● What the task requires
Of the lines in the data below, count the ones holding the string "could", and answer with that number only.

● Given data
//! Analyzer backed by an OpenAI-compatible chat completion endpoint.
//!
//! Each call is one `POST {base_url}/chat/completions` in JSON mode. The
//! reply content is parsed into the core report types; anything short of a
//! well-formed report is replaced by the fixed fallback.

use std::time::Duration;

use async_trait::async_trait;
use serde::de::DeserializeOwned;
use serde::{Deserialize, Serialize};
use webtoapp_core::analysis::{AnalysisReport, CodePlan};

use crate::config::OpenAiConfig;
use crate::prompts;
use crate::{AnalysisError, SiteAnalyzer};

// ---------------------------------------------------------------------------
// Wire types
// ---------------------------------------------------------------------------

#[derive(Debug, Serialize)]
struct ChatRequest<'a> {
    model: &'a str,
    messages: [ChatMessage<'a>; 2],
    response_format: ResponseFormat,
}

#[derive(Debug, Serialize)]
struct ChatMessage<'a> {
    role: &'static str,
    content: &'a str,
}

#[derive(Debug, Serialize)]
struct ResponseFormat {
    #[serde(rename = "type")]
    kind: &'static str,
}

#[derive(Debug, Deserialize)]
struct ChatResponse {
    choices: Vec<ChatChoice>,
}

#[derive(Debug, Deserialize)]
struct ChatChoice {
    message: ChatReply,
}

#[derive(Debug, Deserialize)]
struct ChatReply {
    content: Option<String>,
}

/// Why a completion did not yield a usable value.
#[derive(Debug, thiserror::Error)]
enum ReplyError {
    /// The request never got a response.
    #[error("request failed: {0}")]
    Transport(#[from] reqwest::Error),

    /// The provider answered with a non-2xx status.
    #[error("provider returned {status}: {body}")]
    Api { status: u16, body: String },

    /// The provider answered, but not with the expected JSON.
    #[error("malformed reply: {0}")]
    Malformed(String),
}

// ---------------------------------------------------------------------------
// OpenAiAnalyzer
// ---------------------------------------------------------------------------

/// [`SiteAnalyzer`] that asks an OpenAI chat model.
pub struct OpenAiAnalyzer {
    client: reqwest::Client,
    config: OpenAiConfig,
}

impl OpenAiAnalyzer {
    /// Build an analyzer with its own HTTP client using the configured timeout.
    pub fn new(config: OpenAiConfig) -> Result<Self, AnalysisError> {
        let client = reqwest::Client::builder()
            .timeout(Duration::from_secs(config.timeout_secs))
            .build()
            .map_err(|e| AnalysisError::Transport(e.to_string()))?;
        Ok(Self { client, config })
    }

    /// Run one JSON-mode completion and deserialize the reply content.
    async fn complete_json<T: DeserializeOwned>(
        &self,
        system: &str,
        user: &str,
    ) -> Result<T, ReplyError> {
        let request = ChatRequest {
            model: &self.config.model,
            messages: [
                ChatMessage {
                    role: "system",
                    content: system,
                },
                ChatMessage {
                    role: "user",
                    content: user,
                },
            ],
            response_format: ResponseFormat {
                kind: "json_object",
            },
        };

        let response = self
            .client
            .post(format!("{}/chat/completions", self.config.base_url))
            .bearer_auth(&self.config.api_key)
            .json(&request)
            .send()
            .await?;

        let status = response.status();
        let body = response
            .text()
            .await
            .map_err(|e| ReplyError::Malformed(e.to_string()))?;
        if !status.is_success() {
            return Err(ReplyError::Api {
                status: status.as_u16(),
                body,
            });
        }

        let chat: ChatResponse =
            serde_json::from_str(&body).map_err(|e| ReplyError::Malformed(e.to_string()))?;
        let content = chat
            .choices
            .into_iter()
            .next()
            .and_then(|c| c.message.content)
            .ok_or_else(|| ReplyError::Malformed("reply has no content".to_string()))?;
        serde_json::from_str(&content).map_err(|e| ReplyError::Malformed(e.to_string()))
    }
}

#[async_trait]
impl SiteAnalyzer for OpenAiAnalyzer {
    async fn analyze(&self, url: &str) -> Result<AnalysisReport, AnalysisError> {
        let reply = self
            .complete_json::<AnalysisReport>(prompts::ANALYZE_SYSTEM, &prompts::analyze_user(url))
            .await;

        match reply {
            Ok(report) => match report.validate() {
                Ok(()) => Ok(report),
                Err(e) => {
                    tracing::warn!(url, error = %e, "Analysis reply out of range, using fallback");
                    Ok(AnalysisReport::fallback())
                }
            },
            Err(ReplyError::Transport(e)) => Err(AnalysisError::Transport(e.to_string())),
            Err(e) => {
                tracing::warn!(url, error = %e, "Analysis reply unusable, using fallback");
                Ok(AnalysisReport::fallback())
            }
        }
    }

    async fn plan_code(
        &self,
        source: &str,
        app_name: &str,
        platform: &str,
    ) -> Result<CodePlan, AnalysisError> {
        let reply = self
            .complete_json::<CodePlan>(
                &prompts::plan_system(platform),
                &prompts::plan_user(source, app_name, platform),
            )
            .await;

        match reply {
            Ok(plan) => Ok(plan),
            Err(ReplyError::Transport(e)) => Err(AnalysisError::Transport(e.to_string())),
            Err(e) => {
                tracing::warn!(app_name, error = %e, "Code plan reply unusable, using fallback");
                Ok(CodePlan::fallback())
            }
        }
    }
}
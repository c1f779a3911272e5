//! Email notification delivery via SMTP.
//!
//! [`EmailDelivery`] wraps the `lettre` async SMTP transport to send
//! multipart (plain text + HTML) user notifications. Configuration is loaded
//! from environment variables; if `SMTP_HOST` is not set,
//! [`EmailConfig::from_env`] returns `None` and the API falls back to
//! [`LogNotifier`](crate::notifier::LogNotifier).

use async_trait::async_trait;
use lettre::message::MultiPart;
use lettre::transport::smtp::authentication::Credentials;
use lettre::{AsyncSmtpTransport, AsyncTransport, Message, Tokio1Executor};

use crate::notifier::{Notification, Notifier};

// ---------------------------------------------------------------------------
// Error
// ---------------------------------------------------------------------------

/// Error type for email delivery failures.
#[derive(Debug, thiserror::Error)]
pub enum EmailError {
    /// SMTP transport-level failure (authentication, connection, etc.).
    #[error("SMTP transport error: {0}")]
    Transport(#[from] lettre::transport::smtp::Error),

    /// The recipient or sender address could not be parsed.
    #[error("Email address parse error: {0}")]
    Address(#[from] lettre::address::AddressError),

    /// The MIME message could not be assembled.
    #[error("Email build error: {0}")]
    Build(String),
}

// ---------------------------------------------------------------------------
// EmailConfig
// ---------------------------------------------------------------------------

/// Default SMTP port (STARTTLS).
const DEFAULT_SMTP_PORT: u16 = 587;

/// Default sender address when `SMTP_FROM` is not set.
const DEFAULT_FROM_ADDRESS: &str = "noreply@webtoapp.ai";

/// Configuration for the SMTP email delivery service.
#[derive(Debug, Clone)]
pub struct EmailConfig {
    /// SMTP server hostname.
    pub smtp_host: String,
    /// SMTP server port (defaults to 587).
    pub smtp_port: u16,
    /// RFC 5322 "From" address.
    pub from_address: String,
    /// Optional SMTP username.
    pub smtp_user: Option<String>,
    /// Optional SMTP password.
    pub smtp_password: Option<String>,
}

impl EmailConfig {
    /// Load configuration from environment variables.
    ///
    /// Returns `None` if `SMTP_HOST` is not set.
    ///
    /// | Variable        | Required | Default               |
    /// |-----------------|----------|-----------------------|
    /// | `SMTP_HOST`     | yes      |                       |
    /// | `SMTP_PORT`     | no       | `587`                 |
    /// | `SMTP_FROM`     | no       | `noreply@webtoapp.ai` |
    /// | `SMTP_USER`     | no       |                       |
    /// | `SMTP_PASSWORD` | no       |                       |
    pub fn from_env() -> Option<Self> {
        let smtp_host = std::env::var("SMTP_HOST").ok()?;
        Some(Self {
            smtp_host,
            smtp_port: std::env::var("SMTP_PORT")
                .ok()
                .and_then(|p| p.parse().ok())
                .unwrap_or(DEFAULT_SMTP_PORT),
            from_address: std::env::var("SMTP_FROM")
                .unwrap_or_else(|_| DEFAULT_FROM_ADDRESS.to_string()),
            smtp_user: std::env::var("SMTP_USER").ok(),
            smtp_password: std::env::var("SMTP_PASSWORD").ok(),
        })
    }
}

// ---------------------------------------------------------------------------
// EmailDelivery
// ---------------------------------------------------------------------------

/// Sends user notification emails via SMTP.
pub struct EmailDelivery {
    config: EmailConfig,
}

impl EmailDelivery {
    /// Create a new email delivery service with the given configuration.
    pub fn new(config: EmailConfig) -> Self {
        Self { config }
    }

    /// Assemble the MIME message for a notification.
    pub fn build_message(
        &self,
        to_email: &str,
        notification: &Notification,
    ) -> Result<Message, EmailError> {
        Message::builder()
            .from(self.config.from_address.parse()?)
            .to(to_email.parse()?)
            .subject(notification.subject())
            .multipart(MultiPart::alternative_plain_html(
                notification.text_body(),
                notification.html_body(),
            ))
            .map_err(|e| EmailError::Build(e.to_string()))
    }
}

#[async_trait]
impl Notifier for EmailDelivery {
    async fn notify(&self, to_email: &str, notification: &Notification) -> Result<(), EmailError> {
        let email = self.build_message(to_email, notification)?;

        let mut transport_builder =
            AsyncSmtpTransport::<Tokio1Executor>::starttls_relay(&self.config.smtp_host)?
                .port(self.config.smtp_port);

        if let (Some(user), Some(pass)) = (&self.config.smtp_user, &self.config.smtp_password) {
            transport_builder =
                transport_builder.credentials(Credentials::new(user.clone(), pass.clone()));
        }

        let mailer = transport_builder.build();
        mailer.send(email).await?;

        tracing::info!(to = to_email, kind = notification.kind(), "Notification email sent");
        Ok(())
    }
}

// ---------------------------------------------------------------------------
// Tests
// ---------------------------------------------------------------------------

● Result
2